MannKind (MNKD -1.68%) recently signed a marketing partnership with Sanofi (SNY 1.84%) and later in the day held a second conference call to discuss its second-quarter earnings. Here are five quotes from MannKind's management with details on the future of the company and its inhaled insulin Afrezza.

1. "The profit-sharing arrangement is an important conceptual element of the deal structure, as both parties have incentives to maximize overall product profits and minimize costs."
-- Matthew J. Pfeffer, CFO, principal accounting officer, and corporate vice president.

MannKind and Sanofi could have set up the sales payments as a royalty on sales of Afrezza, but they opted for a profit-sharing arrangement where MannKind gets 35% of the profits (it also has to accept 35% of the losses). As Pfeffer points out, the profit-sharing agreement allows MannKind to benefit from keeping its manufacturing costs down. The plan is to eventually use Sanofi's insulin to make Afrezza, which should help reduce the cost of goods.
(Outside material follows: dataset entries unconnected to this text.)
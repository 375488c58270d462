//! Internationalization support using fluent

use i18n_embed::{
    fluent::{fluent_language_loader, FluentLanguageLoader},
    LanguageLoader,
};
use once_cell::sync::Lazy;
use rust_embed::RustEmbed;

#[derive(RustEmbed)]
#[folder = "i18n/"]
struct Localizations;

pub static LANGUAGE_LOADER: Lazy<FluentLanguageLoader> = Lazy::new(|| {
    let loader = fluent_language_loader!();
    loader
        .load_fallback_language(&Localizations)
        .expect("Failed to load fallback language");
    loader
});

/// Initialize i18n with the given language preferences
pub fn init(requested_languages: &[unic_langid::LanguageIdentifier]) {
    if let Err(e) = i18n_embed::select(&*LANGUAGE_LOADER, &Localizations, requested_languages) {
        tracing::warn!("Failed to load requested languages: {}", e);
    }
}

/// Get a localized string by key
#[macro_export]
macro_rules! fl {
    ($key:expr) => {
        i18n_embed_fl::fl!($crate::i18n::LANGUAGE_LOADER, $key)
    };
    ($key:expr, $($arg:tt)*) => {
        i18n_embed_fl::fl!($crate::i18n::LANGUAGE_LOADER, $key, $($arg)*)
    };
}
impl App {
    /// Show an error banner and schedule its expiry; a newer banner
    /// invalidates the timer of the one it replaces.
    fn show_error(&mut self, message: String) -> Task<Message> {
        analytics::track_error_shown(&message);
        let generation = self.banner.show(message);
        Task::perform(
            async move {
                tokio::time::sleep(std::time::Duration::from_millis(NOTICE_DURATION_MS)).await;
                Message::BannerExpired(generation)
            },
            |message| message,
        )
    }

    /// Route a calculation issue to telemetry and the banner. Each issue
    /// is surfaced exactly once, by the operation that returned it.
    fn handle_issue(&mut self, issue: Option<CalculationIssue>) -> Task<Message> {
        let Some(issue) = issue else {
            return Task::none();
        };
        analytics::track_calculation_issue(issue);
        let message = match issue {
            CalculationIssue::MissingInput => fl!("error-missing-input"),
            CalculationIssue::NonPositive => fl!("error-non-positive"),
        };
        self.show_error(message)
    }

    /// Setup screen: ask for the wattage the recipe assumes.
    fn view_setup(&self) -> Element<Message> {
        let form = widget::column()
            .push(text(fl!("setup-label")).size(14))
            .push(
                text_input(fl!("setup-placeholder"), &self.setup_draft)
                    .on_input(Message::SetupTargetChanged)
                    .on_submit(|_| Message::SetupSubmitted)
                    .width(Length::Fixed(200.0)),
            )
            .push(
                widget::button::suggested(fl!("setup-submit")).on_press(Message::SetupSubmitted),
            )
            .spacing(8);

        self.group_box(fl!("setup-title"), form)
    }

    /// Calculation screen: power badges plus the current wizard step.
    fn view_calculation<'a>(&'a self, state: &'a AppState) -> Element<'a, Message> {
        let badges = widget::row()
            .push(text(fl!("badge-target-power")).size(14))
            .push(text(power_label(state.target_power)).size(14))
            .push(widget::horizontal_space())
            .push(text(fl!("badge-source-power")).size(14))
            .push(text(power_label(state.source_power)).size(14))
            .spacing(8);

        let step = match state.calculation_step {
            CalculationStep::Source => self.view_source_step(state),
            CalculationStep::Time => self.view_time_step(state),
            CalculationStep::Result => self.view_result_step(state),
        };

        widget::column()
            .push(badges)
            .push(step)
            .spacing(16)
            .into()
    }

    /// Source step: preset buttons and the free-form wattage field.
    fn view_source_step<'a>(&'a self, state: &'a AppState) -> Element<'a, Message> {
        let mut presets = widget::row().spacing(8);
        for power in PRESET_POWERS {
            let is_active = state.source_selection == Some(SourceSelection::Preset)
                && state.source_power == Some(power);
            let mut button = widget::button::standard(format!("{power} W"))
                .on_press(Message::PresetPressed(power));
            if is_active {
                button = button.class(cosmic::theme::Button::Suggested);
            }
            presets = presets.push(button);
        }

        let manual = widget::column()
            .push(text(fl!("source-manual-label")).size(14))
            .push(
                text_input(fl!("source-manual-placeholder"), &state.manual_source_draft)
                    .on_input(Message::ManualSourceChanged)
                    .on_submit(|_| Message::ManualSourceSubmitted)
                    .width(Length::Fixed(160.0)),
            )
            .spacing(4);

        let content = widget::column().push(presets).push(manual).spacing(12);
        self.group_box(fl!("source-title"), content)
    }

    /// Time step: digit cells, normalization preview, keypad.
    fn view_time_step<'a>(&'a self, state: &'a AppState) -> Element<'a, Message> {
        let (normalized, total) = if state.raw_time_input.len() == TIME_DIGITS {
            let preview = parse_raw_time(&state.raw_time_input);
            (
                fl!(
                    "time-preview-normalized",
                    minutes = preview.minutes.to_string(),
                    seconds = format!("{:02}", preview.seconds)
                ),
                fl!(
                    "time-preview-total",
                    seconds = preview.total_seconds.to_string()
                ),
            )
        } else {
            (fl!("time-preview-waiting"), String::new())
        };

        let content = widget::column()
            .push(TimeDisplay::new(&state.raw_time_input).view())
            .push(text(normalized).size(12))
            .push(text(total).size(12))
            .push(Keypad::new(Message::Keypad).view())
            .spacing(12)
            .align_x(Alignment::Center);

        self.group_box(fl!("time-title"), content)
    }

    /// Result step: the converted clock time with its total in seconds.
    fn view_result_step<'a>(&'a self, state: &'a AppState) -> Element<'a, Message> {
        let content = match &state.last_result {
            Some(result) => {
                let minutes = result.target_seconds / 60;
                let seconds = result.target_seconds % 60;
                widget::column()
                    .push(text(format_clock(minutes, seconds)).size(48))
                    .push(
                        text(fl!(
                            "result-total-seconds",
                            seconds = result.target_seconds.to_string()
                        ))
                        .size(14),
                    )
                    .push(text(fl!("result-note")).size(12))
                    .push(
                        widget::button::standard(fl!("result-edit-source"))
                            .on_press(Message::EditSourcePressed),
                    )
                    .spacing(12)
                    .align_x(Alignment::Center)
            }
            None => widget::column().push(text(fl!("result-pending")).size(20)),
        };

        self.group_box(fl!("result-title"), content)
    }

    /// Create a group box with a title
    fn group_box<'a>(
        &self,
        title: String,
        content: impl Into<Element<'a, Message>>,
    ) -> Element<'a, Message> {
        widget::column()
            .push(text(title).size(14))
            .push(
                container(content)
                    .padding(12)
                    .width(Length::Fill)
                    .class(cosmic::theme::Container::Card),
            )
            .spacing(4)
            .into()
    }
}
2. "When we model the deal with our internal sales projections, which of course, we've not disclosed, but we do, do that kind of modeling routinely in these kinds of analyses, we did obviously compare it to our traditional royalty-based deal and found that to get essentially equivalent economics, the royalty terms would be somewhere in the mid-20% range, which is a pretty favorable royalty comparison."
-- Pfeffer

From the preceding information, we can calculate MannKind's expected profit margin. If 25% of sales equals 35% of profits, then profits/sales must equal 0.25/0.35, or about 71%.

That's presumably at close to peak sales when the sales force is a minor expense. Early in the launch, manufacturing and selling Afrezza will probably cost more than revenue from the sales of the product. Sanofi has offered to front MannKind up to $175 million to cover its portion of the losses from the profit-sharing agreement.

In the short term, MannKind would get more from a royalty, but it caps the upside potential. If sales exceed expectations, profit margins -- and therefore MannKind's portion of the profits -- should be higher, and the deal works in MannKind's favor.

3. "Because you're right, once you reach profitability, you will suddenly rope in all those otherwise dilutive securities."
-- Pfeffer

When (if!) MannKind becomes profitable, it'll have to include all the in the money options and warrants in the share count when calculating its earnings per share, reducing the EPS number. Investors should already use that number when calculating MannKind's market cap. The basic share count is at 380.8 million shares, but there are another 56.8 million shares that should be included in the fully diluted share count.

4. "Cash and cash equivalents were $41.2 million at June 30, 2014, compared to $35.8 million in the first quarter of 2014. In the second quarter 2014, $16.3 million of proceeds from warrant and stock option exercises were received in addition to $20 million in Tranche B notes purchased by Deerfield."
-- Pfeffer

Looks like MannKind burned through over $30 million during the second quarter. Fortunately with the commercialization deal in place, some of those expenses, mostly research and development, will be shifted over to the joint venture. MannKind also won't have any manufacturing expenses since the joint venture will reimburse MannKind for the manufacturing Afrezza.

With the $150 million upfront payment from Sanofi and credit facilities still available, MannKind has plenty of cash to last a few years at the lower burn rate, although it'll probably use some of the cash to develop other drug-device combinations using its inhaler device technology.

In response to an analyst question about what else the deal with Sanofi covers, Alfred Mann, founder, chairman, and CEO of MannKind, chimes in:

Mann: "They also have rights to our new process."

Pfeffer: "We've not disclosed that yet, Al."

Mann: "Sorry."

File that one under "things management didn't want you to know."

While it was a funny exchange and shows how excited Mann is about his baby, I'm not sure it was the biggest faux pas Mann could have made. It seems safe to assume Sanofi would have rights to any second-generation Afrezza product that would compete with the one it's licensing. The bigger disclosure blunder might be that MannKind is working on a second-generation product; I'm not sure the company had let investors know it has a follow-up device yet.

We close with one more quote:

5. "We know our customers, we know the patients, we know the physicians, we know the barriers to deliver and we know how to leverage this opportunity."
-- Pierre Chancel, Sanofi's senior vice president of global diabetes and global marketing

There are no guarantees that Sanofi will be able to persuade doctors to prescribe Afrezza. I believe physicians will be timid at the beginning, prescribing it mostly to patients who refuse to inject themselves.

But without a doubt, Sanofi is one of the best companies MannKind could have gotten to market Afrezza, since it sells multiple diabetes drugs and glucose monitors. It wouldn't surprise me if MannKind turned down offers with better terms from companies that aren't diabetes powerhouses, because it rightfully believes that Sanofi has a better chance at making Afrezza a commercial success.